EXAMPLE: A group of researchers were testing a new treatment for depression. They highly controlled who could be a participant, including not allowing anyone with a comorbid disorder. This reduced potential cofounding variables, increased the study’s internal; validity, and therefore increased the likelihood that their treatment was the sole reason for change in participants.
interrater reliability
WHERE: applied statistics and psychometrics
WHAT: Measures the agreement level between independent raters
- the extent to which independent evaluators produce similar ratings in judging the same thing in the same person/object
- useful with measures that less objective and more subjective
- expressed with correlation coefficient
WHY: Interrater reliability is used to compensate/account for human error in an independent rater (distractibility, misinterpretation, differences in ability)
EXAMPLE: A natural observation study is being conducted to look at the effect of violent video games on the behavior of 10 year old boys. 3 independent observers were to rate the level of aggressiveness of the boys’ behavior. The responses were consistent and yield a high correlation coefficient, indicating good interrater reliability.
measures of central tendency
WHERE: applied statistics and psychometrics
WHAT: Statistical descriptions of the center of the distribution
Mean = average
Median = point that separates distribution into two halves
Mode = most frequently occurring
**median and mode most resistant to outliers
WHY: Describes a data set/distribution. Allows for a better understanding of the data, as well as for inferences to be made about trends and the shape of the distribution.
EXAMPLE: A researcher is studying the frequency of BPD patients intentionally skipping their medications per month. To better understand the gathered data, the researchers calculate the most frequently occurring number of days, the average number of missed doses, and the number of missed days in the center of the data set.
measures of variability
WHAT: Statistic description of the variability of the distribution around the central tendency
- Range
- Variance (the average of each value’s SQUARED difference from the mean)
- SD (square root of variance)
WHY: Describes a data set/distribution. Allows for a better understanding of the data, as well as for inferences to be made about trends and the shape of the distribution. Also allows you to see outliers and determine if they should be dropped.
EXAMPLE: A school counselor is assessing math test scores from a class. After finding the standard deviation of the scores, she was able to see the outliers and determine who was really struggling and excelling in this subject.

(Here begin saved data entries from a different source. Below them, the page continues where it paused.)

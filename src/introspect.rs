//! Diagnostic probes and reporting for serialq registries.
//!
//! Because a push returning says nothing about when the pushed task runs,
//! [`ping`] exists: it queues a probe task on a named processor and measures
//! the wall-clock time until the probe actually executes, bounded by the
//! configured timeout. [`report`] renders the classic operator's table of
//! every live processor with its processed count, current depth, and maximum
//! observed depth.

use crate::core::processor::ProcessorSnapshot;
use crate::core::registry::{CreatePolicy, Registry};
use crate::error::{SerialqError, SerialqResult};
use serde::Serialize;
use std::fmt;
use std::time::{Duration, Instant};
use tokio::sync::oneshot;

/// Ping a named task processor using the registry's configured timeout.
///
/// See [`ping_with_timeout`].
pub async fn ping(registry: &Registry, name: &str) -> SerialqResult<Duration> {
    ping_with_timeout(registry, name, registry.config().ping_timeout).await
}

/// Ping a named task processor, waiting at most `timeout` for the probe.
///
/// Pushes a probe task onto the processor and returns the elapsed wall-clock
/// time once the probe has run. An unknown name is reported as
/// [`SerialqError::NotFound`]; a probe that does not run within the bound is
/// reported as [`SerialqError::PingTimeout`]. Never hangs.
pub async fn ping_with_timeout(
    registry: &Registry,
    name: &str,
    timeout: Duration,
) -> SerialqResult<Duration> {
    let Some(processor) = registry.get_or_create(name, CreatePolicy::ExistingOnly).await? else {
        return Err(SerialqError::not_found(name));
    };

    let (probe_tx, probe_rx) = oneshot::channel();
    let begin = Instant::now();

    let pushed = processor.push(async move {
        let _ = probe_tx.send(());
        Ok(())
    });
    if let Err(error) = pushed {
        processor.release().await;
        return Err(error);
    }

    let outcome = tokio::time::timeout(timeout, probe_rx).await;
    let elapsed = begin.elapsed();
    processor.release().await;

    match outcome {
        Ok(Ok(())) => {
            tracing::debug!("pinged task processor '{}' in {:?}", name, elapsed);
            Ok(elapsed)
        }
        // A dropped probe means the processor was torn down before it ran;
        // either way the probe never executed within the bound
        Ok(Err(_)) | Err(_) => Err(SerialqError::PingTimeout {
            name: name.to_string(),
            timeout,
        }),
    }
}

/// A report over every task processor registered at the instant of the call.
#[derive(Debug, Clone, Serialize)]
pub struct RegistryReport {
    /// One row per live processor, sorted by name
    pub processors: Vec<ProcessorSnapshot>,
    /// Total number of live processors
    pub total: usize,
}

impl fmt::Display for RegistryReport {
    fn fmt(&self, f: &mut fmt::Formatter<'_>) -> fmt::Result {
        writeln!(
            f,
            "+----- Processor -----+--- Processed ---+- In Queue -+- Max Depth -+"
        )?;
        for row in &self.processors {
            writeln!(
                f,
                "{:>24} {:>17} {:>12} {:>12}",
                row.name, row.processed, row.depth, row.max_depth
            )?;
        }
        writeln!(
            f,
            "+---------------------+-----------------+------------+-------------+"
        )?;
        write!(f, "{} task processors", self.total)
    }
}

/// Enumerate every live task processor with its statistics.
pub async fn report(registry: &Registry) -> RegistryReport {
    let processors = registry.snapshot().await;
    let total = processors.len();
    RegistryReport { processors, total }
}
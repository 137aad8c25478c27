//! Create a few named processors, push work at them, then ping one and
//! print the registry report table.
//!
//! Run with: cargo run --example report

use serialq::prelude::*;
use std::time::Duration;

#[tokio::main]
async fn main() -> SerialqResult<()> {
    tracing_subscriber::fmt()
        .with_max_level(tracing::Level::DEBUG)
        .init();

    let registry = Registry::new();

    let mailer = registry
        .get_or_create("outbound-email", CreatePolicy::CreateIfAbsent)
        .await?
        .expect("created on first use");
    let indexer = registry
        .get_or_create("search-index", CreatePolicy::CreateIfAbsent)
        .await?
        .expect("created on first use");

    for i in 0..10u32 {
        mailer.push(async move {
            tokio::time::sleep(Duration::from_millis(5)).await;
            tracing::info!("sent email batch {}", i);
            Ok(())
        })?;
    }
    indexer.push(async {
        tracing::info!("rebuilt search index");
        Ok(())
    })?;

    let latency = serialq::ping(&registry, "outbound-email").await?;
    println!("outbound-email ping time: {:?}", latency);

    let report = serialq::report(&registry).await;
    println!("{}", report);

    mailer.release().await;
    indexer.release().await;
    Ok(())
}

nominal/ordinal/interval/ratio measurements
WHAT: Levels of measurement of variables.
Nominal = categorical (gender, political parties)
Ordinal = indicate order (birth order, Likert scale, stages/steps)
Interval = true score, no true zero– zero does not indicate none/an absence (temp, test score, IQ)
Ratio = interval data, with a true zero– zero indicates none/an absence (height, weight, speed, frequency of behaviors)
WHY: Nominal and ordinal data are non-continuous, while interval and ratio are continuous. Important to know the difference when gathering and organizing data.
EXAMPLE: A researcher is giving out surveys for a study they are conducting. The survey asks for the participants gender, their height, and asks them to rate their moods on a Likert scale. These are examples of nominal, ratio, and ordinal measurements.